• _WORK INSTRUCTIONS_:
State, as one number, how many lines in these records hold "secret".

• _EXERCISE MATERIAL_:
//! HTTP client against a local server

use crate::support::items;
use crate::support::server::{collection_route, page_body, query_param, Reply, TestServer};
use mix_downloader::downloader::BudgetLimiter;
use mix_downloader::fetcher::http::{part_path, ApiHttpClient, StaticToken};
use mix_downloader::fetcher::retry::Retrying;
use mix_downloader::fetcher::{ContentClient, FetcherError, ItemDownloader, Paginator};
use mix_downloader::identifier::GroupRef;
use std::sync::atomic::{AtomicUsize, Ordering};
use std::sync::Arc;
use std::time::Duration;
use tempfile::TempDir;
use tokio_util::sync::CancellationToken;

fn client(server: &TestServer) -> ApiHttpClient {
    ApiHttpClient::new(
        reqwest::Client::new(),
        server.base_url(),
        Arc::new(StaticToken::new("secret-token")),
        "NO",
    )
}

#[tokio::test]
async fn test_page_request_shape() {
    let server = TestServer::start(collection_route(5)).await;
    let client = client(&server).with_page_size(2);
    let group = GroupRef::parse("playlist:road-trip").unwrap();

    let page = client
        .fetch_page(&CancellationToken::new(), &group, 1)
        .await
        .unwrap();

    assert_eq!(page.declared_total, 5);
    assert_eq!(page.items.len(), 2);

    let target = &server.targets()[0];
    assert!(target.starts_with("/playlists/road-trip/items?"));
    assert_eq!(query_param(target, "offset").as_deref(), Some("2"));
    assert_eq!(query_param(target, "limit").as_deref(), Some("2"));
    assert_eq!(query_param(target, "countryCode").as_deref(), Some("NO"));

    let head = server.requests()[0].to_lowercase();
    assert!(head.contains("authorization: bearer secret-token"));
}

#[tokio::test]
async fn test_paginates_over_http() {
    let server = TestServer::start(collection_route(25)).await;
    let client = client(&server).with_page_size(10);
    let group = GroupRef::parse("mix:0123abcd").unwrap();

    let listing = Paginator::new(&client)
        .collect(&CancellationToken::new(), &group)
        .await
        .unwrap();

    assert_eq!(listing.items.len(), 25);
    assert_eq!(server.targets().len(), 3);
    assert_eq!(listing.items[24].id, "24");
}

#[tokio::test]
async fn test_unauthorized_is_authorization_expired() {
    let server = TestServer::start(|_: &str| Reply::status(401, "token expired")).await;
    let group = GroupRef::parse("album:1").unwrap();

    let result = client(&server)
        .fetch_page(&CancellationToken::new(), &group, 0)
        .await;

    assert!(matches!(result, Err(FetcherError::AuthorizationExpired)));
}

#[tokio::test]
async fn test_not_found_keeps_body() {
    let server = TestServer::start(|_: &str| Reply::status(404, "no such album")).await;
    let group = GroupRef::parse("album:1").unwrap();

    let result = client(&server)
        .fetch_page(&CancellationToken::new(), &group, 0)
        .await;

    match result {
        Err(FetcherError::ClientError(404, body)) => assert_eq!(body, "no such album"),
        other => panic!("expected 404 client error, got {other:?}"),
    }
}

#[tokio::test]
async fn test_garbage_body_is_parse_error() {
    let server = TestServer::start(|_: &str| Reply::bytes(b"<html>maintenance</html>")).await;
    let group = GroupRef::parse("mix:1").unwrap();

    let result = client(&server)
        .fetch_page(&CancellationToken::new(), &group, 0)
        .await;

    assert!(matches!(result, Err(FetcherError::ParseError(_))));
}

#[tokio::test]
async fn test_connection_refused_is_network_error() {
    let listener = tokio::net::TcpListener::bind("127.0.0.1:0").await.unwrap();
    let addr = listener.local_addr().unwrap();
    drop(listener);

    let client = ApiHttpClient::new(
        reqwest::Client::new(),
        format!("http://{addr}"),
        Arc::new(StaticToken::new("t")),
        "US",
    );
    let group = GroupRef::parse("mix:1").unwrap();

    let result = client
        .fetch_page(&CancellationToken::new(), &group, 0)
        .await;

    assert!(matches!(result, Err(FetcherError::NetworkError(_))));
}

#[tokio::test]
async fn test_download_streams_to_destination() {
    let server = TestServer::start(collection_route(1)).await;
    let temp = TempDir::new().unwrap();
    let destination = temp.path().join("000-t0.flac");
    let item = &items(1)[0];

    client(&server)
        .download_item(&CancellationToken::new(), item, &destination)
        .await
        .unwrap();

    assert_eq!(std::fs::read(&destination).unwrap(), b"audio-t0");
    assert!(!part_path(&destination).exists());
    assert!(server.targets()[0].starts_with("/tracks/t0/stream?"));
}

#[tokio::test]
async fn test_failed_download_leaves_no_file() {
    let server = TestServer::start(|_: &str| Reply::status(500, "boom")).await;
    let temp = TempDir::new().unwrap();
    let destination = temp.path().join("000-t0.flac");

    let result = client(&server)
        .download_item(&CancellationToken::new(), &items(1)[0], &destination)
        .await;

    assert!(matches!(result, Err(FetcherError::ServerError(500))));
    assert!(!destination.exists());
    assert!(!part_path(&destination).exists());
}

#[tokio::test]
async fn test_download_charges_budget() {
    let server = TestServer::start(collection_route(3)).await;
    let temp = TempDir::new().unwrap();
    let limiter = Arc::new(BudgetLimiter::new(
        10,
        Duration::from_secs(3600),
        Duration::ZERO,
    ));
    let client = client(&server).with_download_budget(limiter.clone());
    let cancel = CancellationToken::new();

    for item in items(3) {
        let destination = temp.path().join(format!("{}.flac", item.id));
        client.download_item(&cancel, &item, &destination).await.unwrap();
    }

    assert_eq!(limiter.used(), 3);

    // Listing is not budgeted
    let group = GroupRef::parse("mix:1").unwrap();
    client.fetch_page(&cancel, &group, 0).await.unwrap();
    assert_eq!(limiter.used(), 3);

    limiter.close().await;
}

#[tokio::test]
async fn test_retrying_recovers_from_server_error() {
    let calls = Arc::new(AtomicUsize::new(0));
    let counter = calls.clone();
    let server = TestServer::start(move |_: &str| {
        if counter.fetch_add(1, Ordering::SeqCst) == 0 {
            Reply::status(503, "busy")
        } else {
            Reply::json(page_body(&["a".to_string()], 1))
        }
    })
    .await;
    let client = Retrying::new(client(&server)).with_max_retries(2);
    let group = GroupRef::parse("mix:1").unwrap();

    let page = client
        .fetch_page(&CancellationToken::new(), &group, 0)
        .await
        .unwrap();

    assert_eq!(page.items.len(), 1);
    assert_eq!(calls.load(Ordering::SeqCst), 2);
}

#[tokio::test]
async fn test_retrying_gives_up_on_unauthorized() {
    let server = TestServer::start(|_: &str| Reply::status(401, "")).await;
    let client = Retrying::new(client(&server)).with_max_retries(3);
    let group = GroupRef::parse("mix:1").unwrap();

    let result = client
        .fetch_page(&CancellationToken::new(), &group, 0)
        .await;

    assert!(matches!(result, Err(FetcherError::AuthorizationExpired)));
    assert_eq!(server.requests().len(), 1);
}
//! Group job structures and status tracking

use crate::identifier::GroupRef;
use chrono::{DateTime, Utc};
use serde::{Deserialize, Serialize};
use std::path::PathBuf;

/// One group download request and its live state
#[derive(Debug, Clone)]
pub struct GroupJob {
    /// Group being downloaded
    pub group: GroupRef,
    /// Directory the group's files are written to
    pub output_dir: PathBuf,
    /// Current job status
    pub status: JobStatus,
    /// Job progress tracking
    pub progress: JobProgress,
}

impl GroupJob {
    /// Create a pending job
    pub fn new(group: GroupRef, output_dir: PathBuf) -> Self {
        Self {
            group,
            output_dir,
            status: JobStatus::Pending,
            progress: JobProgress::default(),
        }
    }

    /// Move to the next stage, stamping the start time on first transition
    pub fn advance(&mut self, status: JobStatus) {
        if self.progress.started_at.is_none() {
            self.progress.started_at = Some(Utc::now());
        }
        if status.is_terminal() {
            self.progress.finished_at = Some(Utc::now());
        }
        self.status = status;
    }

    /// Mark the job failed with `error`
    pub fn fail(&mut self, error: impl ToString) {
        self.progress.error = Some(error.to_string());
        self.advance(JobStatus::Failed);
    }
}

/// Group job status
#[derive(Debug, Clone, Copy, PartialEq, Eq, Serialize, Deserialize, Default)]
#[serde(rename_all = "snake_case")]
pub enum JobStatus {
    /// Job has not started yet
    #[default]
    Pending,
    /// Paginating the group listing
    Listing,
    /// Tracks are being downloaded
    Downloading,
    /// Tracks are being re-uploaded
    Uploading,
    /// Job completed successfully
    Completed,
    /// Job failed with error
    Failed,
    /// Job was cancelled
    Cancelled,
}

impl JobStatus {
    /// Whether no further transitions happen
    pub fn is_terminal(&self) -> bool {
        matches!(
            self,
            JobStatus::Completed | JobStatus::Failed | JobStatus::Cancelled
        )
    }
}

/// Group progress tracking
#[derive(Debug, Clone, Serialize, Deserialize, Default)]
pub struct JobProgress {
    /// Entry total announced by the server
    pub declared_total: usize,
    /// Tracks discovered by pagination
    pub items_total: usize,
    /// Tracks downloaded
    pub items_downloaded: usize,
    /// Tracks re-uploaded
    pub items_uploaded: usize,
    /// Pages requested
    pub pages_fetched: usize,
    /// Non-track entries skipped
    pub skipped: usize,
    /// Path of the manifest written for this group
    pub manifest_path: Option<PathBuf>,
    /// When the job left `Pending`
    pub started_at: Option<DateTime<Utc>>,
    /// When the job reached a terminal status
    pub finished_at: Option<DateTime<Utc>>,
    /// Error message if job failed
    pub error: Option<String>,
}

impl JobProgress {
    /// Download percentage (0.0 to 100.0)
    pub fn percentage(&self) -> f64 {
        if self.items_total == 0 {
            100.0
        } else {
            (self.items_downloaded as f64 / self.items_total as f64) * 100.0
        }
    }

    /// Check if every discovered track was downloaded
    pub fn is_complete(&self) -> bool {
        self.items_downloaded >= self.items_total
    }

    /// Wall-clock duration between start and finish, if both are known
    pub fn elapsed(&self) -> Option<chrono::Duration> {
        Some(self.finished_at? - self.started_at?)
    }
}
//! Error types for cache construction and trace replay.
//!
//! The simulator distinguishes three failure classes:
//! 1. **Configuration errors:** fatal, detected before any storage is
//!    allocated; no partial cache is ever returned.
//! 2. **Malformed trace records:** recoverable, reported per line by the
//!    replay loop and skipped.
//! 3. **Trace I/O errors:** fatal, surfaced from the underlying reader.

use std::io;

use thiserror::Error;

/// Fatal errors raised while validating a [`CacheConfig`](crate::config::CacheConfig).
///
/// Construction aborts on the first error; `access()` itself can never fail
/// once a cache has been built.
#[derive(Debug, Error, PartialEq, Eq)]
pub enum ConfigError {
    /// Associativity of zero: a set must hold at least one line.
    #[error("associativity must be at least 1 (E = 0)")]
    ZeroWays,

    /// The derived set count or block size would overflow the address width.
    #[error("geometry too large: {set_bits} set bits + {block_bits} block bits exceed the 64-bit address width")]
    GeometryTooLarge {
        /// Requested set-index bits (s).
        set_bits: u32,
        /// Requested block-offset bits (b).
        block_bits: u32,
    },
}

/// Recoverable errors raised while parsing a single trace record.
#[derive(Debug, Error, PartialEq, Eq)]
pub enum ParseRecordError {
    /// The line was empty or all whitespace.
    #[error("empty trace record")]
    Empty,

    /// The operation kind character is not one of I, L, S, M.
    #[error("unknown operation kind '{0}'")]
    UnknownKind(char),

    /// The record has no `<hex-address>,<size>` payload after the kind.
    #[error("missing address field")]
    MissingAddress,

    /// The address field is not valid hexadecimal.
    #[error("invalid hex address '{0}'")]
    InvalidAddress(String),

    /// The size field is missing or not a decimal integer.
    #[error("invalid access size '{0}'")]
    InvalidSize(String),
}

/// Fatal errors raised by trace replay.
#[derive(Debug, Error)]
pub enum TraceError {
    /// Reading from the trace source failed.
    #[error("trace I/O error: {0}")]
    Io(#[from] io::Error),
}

• _RESPONSE AREA_:
2